▸ Work request
Work through the entries below line by line and give the number of lines with the string "format", nothing else.

- - - -

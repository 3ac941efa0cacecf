use ce_backend::AppError;
use ce_backend::db::InMemoryStore;
use ce_backend::services::{
    DepartmentsService, ParticipantsService, Policies, RequestContext, SchemesService,
};

use super::{d, participant_request, scheme_request, setup};

#[test]
fn create_rename_delete() {
    let (mut store, ctx, _) = setup();
    let stores = DepartmentsService::create(&mut store, &ctx, "Stores").unwrap();
    assert_eq!(DepartmentsService::list(&store, &ctx).unwrap().len(), 3);

    let renamed = DepartmentsService::rename(&mut store, &ctx, stores.id, " Workshop ").unwrap();
    assert_eq!(renamed.name, "Workshop");

    DepartmentsService::delete(&mut store, &ctx, stores.id).unwrap();
    let names: Vec<String> = DepartmentsService::list(&store, &ctx)
        .unwrap()
        .into_iter()
        .map(|d| d.name)
        .collect();
    assert_eq!(names, vec!["Office", "Outdoor"]);
}

#[test]
fn names_unique_ignoring_case() {
    let (mut store, ctx, _) = setup();
    let err = DepartmentsService::create(&mut store, &ctx, "OFFICE").unwrap_err();
    assert_eq!(err.code(), "DEPARTMENT_EXISTS");
    assert!(DepartmentsService::create(&mut store, &ctx, "  ").is_err());
}

#[test]
fn disabled_scheme_has_no_departments() {
    let mut store = InMemoryStore::new();
    let mut req = scheme_request("DSP777", &[]);
    req.departments_disabled = true;
    let scheme = SchemesService::create(&mut store, &req).unwrap();
    let ctx = RequestContext::new(scheme.scheme.id, Policies::default());

    let err = DepartmentsService::create(&mut store, &ctx, "Office").unwrap_err();
    assert!(matches!(err, AppError::Validation { .. }));
}

#[test]
fn delete_detaches_participants() {
    let (mut store, ctx, _) = setup();
    let office = DepartmentsService::list(&store, &ctx).unwrap()[0].clone();
    let mut req = participant_request("1234567A", d(2024, 10, 14), None);
    req.department_id = Some(office.id);
    let pid = ParticipantsService::create(&mut store, &ctx, &req)
        .unwrap()
        .participant
        .id;

    DepartmentsService::delete(&mut store, &ctx, office.id).unwrap();
    let participant = ParticipantsService::get_by_id(&store, &ctx, pid).unwrap();
    assert_eq!(participant.department_id, None);
}
//! Solver-agnostic SMT layer: sorts, terms, the solver interface, and its
//! backends.
//!
//! The built-in [`native::NativeBackend`] decides the ground fragment the
//! verifier produces with exact rational arithmetic. The Z3 backend is
//! available behind the `z3` cargo feature.

pub mod native;
pub mod solver;
pub mod sorts;
pub mod terms;
#[cfg(feature = "z3")]
pub mod z3_backend;

use num::rational::BigRational;
use num::{BigInt, ToPrimitive};

pub use native::{NativeBackend, NativeError, NativeSolver};
pub use solver::{Model, ModelValue, SatResult, SmtSolver, SolverBackend};
pub use sorts::SmtSort;
pub use terms::SmtTerm;
#[cfg(feature = "z3")]
pub use z3_backend::{Z3Backend, Z3Error, Z3Solver};

/// Parse a decimal literal such as `-12.5`, `0.03` or `1e-3` into an exact rational.
pub fn rational_from_decimal_str(s: &str) -> Option<BigRational> {
    let s = s.trim();
    let (mantissa, exponent) = match s.find(['e', 'E']) {
        Some(pos) => (&s[..pos], s[pos + 1..].parse::<i32>().ok()?),
        None => (s, 0),
    };
    let (negative, digits) = match mantissa.strip_prefix('-') {
        Some(rest) => (true, rest),
        None => (false, mantissa.strip_prefix('+').unwrap_or(mantissa)),
    };
    let (int_part, frac_part) = match digits.split_once('.') {
        Some((i, f)) => (i, f),
        None => (digits, ""),
    };
    if int_part.is_empty() && frac_part.is_empty() {
        return None;
    }
    if !int_part.chars().chain(frac_part.chars()).all(|c| c.is_ascii_digit()) {
        return None;
    }
    let numerator: BigInt = format!("{int_part}{frac_part}").parse().ok()?;
    let scale = exponent - frac_part.len() as i32;
    let ten = BigInt::from(10);
    let mut value = BigRational::from_integer(numerator);
    if scale >= 0 {
        value *= BigRational::from_integer(num::pow(ten, scale as usize));
    } else {
        value /= BigRational::from_integer(num::pow(ten, (-scale) as usize));
    }
    Some(if negative { -value } else { value })
}

/// Exact rational for a finite float, taken from its shortest decimal form.
pub fn rational_from_f64(x: f64) -> Option<BigRational> {
    if !x.is_finite() {
        return None;
    }
    rational_from_decimal_str(&format!("{x}"))
}

/// Round to `precision` fractional digits and convert to `f64`.
pub fn rational_to_f64(r: &BigRational, precision: u32) -> f64 {
    let scale = num::pow(BigInt::from(10), precision as usize);
    let scaled = (r * BigRational::from_integer(scale.clone())).round();
    let numer = scaled.to_integer();
    match (numer.to_f64(), scale.to_f64()) {
        (Some(n), Some(d)) if d != 0.0 => n / d,
        _ => r.to_f64().unwrap_or(0.0),
    }
}

/// Integer value of a rational, if it has no fractional part and fits in `i64`.
pub fn rational_to_i64(r: &BigRational) -> Option<i64> {
    if r.is_integer() {
        r.to_integer().to_i64()
    } else {
        None
    }
}

#[cfg(test)]
mod tests {
    use super::*;

    fn ratio(n: i64, d: i64) -> BigRational {
        BigRational::new(BigInt::from(n), BigInt::from(d))
    }

    #[test]
    fn decimal_strings_parse_exactly() {
        assert_eq!(rational_from_decimal_str("0.03"), Some(ratio(3, 100)));
        assert_eq!(rational_from_decimal_str("-12.5"), Some(ratio(-25, 2)));
        assert_eq!(rational_from_decimal_str("43"), Some(ratio(43, 1)));
        assert_eq!(rational_from_decimal_str("1e-3"), Some(ratio(1, 1000)));
        assert_eq!(rational_from_decimal_str("2.5E2"), Some(ratio(250, 1)));
        assert_eq!(rational_from_decimal_str("abc"), None);
        assert_eq!(rational_from_decimal_str("."), None);
    }

    #[test]
    fn float_conversion_avoids_binary_noise() {
        let fee_rate = rational_from_f64(0.03).expect("finite");
        let loan = rational_from_f64(10000.0).expect("finite");
        assert_eq!(fee_rate * loan, ratio(300, 1));
        assert!(rational_from_f64(f64::NAN).is_none());
    }

    #[test]
    fn rounding_keeps_requested_precision() {
        assert_eq!(rational_to_f64(&ratio(1, 3), 6), 0.333333);
        assert_eq!(rational_to_f64(&ratio(2, 3), 2), 0.67);
        assert_eq!(rational_to_i64(&ratio(10, 2)), Some(5));
        assert_eq!(rational_to_i64(&ratio(1, 2)), None);
    }
}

- - - -

▸ Result for this exercise
2